* _Data supplied_:

········

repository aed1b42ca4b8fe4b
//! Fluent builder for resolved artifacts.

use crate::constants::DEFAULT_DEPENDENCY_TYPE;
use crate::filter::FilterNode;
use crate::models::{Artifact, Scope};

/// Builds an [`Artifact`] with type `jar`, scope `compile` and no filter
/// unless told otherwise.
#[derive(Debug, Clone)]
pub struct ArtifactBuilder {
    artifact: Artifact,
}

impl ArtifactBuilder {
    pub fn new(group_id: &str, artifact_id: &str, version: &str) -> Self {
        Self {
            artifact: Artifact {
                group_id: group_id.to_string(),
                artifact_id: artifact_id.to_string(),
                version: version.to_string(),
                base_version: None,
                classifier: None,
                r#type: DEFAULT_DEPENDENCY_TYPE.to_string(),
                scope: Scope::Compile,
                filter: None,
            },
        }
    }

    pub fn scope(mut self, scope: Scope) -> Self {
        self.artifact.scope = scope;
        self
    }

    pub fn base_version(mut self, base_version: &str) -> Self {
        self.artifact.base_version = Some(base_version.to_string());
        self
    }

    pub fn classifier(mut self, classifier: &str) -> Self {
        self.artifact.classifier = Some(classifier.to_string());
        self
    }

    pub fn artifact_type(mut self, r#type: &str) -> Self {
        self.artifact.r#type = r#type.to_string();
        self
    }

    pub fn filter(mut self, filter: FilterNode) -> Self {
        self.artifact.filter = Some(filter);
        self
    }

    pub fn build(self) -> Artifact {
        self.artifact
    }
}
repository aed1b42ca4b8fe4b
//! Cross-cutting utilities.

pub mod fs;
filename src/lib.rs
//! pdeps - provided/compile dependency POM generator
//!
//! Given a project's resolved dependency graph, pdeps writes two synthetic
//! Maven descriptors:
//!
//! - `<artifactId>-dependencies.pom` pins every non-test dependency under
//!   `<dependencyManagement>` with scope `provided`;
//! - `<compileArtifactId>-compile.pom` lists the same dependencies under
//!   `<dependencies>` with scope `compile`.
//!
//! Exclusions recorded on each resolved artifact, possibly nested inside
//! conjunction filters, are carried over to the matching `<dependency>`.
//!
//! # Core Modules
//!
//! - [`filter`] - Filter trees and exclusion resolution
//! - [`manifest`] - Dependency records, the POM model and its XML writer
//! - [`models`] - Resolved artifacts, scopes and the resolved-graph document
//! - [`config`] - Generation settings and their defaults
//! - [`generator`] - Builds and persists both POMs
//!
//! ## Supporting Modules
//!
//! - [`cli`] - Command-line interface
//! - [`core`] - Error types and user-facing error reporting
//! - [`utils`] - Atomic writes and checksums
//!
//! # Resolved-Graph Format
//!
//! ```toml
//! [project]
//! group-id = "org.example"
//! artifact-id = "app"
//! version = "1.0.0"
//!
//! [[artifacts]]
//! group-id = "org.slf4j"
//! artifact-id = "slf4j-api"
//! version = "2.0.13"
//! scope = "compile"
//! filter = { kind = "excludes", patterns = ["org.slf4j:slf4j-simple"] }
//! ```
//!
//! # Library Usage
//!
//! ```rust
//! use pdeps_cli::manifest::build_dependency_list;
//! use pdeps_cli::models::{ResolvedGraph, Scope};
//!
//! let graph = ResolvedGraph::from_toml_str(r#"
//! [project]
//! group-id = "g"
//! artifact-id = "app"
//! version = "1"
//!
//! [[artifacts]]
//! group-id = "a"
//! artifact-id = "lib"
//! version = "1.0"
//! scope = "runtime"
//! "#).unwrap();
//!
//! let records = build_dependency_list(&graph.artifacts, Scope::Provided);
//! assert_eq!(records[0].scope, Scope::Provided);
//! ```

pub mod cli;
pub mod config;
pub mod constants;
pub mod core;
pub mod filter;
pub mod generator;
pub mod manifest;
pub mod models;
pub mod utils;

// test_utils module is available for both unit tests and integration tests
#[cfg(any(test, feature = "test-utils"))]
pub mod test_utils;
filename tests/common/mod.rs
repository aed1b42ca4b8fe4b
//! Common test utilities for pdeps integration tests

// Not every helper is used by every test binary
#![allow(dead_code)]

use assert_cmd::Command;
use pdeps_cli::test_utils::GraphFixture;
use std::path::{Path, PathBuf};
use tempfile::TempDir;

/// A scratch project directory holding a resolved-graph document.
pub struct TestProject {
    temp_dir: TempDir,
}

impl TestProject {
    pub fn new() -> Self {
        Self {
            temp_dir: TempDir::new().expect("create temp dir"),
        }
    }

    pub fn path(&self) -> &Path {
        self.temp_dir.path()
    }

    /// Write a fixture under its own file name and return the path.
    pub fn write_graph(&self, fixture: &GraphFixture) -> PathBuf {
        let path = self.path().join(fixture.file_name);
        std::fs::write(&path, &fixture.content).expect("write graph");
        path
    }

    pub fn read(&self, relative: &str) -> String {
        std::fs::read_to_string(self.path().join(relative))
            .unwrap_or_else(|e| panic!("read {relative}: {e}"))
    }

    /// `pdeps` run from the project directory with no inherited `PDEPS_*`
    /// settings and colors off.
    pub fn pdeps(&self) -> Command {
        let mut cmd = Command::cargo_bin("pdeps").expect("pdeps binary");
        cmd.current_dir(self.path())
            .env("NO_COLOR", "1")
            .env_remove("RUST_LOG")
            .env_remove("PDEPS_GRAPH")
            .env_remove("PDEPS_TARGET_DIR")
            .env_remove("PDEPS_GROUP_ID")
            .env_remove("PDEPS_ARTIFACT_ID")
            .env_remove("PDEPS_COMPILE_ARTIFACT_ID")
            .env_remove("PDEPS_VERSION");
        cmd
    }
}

········

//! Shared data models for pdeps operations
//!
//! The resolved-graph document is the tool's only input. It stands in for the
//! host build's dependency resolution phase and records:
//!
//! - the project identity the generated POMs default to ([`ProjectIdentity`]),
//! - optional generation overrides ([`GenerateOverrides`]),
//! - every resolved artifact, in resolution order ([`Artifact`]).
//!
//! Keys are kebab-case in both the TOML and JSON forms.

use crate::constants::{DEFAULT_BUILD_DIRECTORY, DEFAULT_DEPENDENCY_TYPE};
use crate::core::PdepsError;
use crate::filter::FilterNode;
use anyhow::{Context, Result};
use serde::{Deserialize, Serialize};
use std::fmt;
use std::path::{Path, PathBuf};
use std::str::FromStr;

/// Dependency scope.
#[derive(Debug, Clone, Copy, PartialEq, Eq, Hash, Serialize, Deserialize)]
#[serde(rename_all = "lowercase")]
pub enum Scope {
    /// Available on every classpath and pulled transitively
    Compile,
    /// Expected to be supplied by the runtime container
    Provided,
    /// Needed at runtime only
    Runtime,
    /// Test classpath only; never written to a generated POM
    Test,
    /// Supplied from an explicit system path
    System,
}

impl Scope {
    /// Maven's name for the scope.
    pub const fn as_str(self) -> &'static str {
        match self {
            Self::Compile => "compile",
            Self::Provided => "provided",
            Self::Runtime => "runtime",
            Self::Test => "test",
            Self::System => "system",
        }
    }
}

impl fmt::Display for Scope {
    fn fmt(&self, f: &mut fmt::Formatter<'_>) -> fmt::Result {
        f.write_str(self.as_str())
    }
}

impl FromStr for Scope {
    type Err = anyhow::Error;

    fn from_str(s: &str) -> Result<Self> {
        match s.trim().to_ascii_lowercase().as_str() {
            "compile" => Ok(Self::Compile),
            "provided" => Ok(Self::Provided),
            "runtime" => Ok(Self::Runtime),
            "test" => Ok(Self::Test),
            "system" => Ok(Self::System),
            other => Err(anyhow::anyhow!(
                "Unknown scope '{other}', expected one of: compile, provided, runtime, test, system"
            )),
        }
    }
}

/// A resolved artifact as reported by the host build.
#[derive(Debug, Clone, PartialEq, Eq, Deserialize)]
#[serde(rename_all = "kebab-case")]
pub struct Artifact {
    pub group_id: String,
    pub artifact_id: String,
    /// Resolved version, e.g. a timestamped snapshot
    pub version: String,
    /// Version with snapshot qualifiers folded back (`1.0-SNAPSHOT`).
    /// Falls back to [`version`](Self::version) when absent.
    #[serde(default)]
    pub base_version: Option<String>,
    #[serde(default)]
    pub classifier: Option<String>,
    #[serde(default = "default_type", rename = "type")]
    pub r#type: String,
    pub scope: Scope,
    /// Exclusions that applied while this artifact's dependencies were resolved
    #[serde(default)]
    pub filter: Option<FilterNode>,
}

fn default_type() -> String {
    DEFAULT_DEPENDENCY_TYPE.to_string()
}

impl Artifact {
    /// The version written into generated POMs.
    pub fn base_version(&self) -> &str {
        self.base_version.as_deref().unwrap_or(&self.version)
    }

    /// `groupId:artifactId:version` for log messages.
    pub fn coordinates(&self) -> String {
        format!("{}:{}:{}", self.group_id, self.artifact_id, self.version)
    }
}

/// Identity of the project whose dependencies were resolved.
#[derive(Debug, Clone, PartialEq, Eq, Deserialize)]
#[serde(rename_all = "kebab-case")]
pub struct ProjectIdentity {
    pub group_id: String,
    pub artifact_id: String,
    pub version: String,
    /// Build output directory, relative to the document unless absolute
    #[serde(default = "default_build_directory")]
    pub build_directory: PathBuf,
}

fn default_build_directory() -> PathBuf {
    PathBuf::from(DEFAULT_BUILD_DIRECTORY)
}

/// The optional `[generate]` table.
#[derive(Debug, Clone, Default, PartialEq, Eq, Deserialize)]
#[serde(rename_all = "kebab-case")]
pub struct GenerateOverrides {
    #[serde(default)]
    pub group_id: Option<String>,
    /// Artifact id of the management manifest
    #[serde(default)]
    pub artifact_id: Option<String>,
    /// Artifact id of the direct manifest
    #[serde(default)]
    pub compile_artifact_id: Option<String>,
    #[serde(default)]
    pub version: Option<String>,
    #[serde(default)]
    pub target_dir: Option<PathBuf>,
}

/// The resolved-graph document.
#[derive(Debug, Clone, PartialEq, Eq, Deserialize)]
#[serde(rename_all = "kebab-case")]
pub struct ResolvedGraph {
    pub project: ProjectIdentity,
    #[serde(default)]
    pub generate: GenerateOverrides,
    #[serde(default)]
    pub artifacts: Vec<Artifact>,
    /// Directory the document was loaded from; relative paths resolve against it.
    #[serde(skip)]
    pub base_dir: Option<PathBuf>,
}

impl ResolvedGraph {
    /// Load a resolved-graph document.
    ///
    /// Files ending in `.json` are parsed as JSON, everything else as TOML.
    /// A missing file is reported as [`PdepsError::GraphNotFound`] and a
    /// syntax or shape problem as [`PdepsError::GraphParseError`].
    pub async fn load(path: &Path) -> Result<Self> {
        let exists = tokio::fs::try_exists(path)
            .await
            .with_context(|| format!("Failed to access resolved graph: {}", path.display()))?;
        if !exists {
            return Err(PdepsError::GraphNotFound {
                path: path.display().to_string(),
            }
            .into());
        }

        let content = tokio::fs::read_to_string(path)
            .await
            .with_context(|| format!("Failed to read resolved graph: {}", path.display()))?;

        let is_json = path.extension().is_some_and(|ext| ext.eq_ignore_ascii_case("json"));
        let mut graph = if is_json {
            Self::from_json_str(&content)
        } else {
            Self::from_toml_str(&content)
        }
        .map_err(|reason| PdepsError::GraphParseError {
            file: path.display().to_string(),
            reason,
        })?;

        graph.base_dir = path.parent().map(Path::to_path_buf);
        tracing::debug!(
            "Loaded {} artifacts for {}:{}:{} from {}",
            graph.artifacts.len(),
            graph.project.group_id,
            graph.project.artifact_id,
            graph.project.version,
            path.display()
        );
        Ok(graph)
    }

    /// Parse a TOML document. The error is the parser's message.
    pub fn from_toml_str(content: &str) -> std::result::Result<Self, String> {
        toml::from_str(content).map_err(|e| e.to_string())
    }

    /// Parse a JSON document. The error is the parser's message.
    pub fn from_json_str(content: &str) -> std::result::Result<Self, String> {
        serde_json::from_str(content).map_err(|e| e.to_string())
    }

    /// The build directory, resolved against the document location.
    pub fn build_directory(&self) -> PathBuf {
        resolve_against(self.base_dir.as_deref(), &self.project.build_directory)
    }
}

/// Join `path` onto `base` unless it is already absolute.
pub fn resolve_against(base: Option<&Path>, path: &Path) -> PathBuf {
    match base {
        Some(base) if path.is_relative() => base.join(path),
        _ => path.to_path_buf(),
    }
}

········

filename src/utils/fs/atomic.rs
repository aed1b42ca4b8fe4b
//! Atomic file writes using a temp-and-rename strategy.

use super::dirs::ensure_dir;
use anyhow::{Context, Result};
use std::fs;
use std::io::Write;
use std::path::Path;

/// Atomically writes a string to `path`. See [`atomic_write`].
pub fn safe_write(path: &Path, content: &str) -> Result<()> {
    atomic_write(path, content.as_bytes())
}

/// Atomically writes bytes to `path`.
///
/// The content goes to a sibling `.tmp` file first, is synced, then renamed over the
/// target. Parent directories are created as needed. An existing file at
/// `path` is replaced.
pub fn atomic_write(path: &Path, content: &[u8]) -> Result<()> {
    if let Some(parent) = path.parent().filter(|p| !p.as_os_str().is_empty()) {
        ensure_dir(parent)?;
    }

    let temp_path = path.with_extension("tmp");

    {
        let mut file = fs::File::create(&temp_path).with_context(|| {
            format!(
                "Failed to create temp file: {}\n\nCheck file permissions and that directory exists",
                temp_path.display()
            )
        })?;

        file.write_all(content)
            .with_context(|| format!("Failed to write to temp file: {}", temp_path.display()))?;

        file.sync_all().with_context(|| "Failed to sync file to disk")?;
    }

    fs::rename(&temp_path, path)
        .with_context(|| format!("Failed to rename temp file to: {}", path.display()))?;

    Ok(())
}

········

Across the entries, how many lines contain "absolute"? Reply with the number only.

* _Your solution_: 2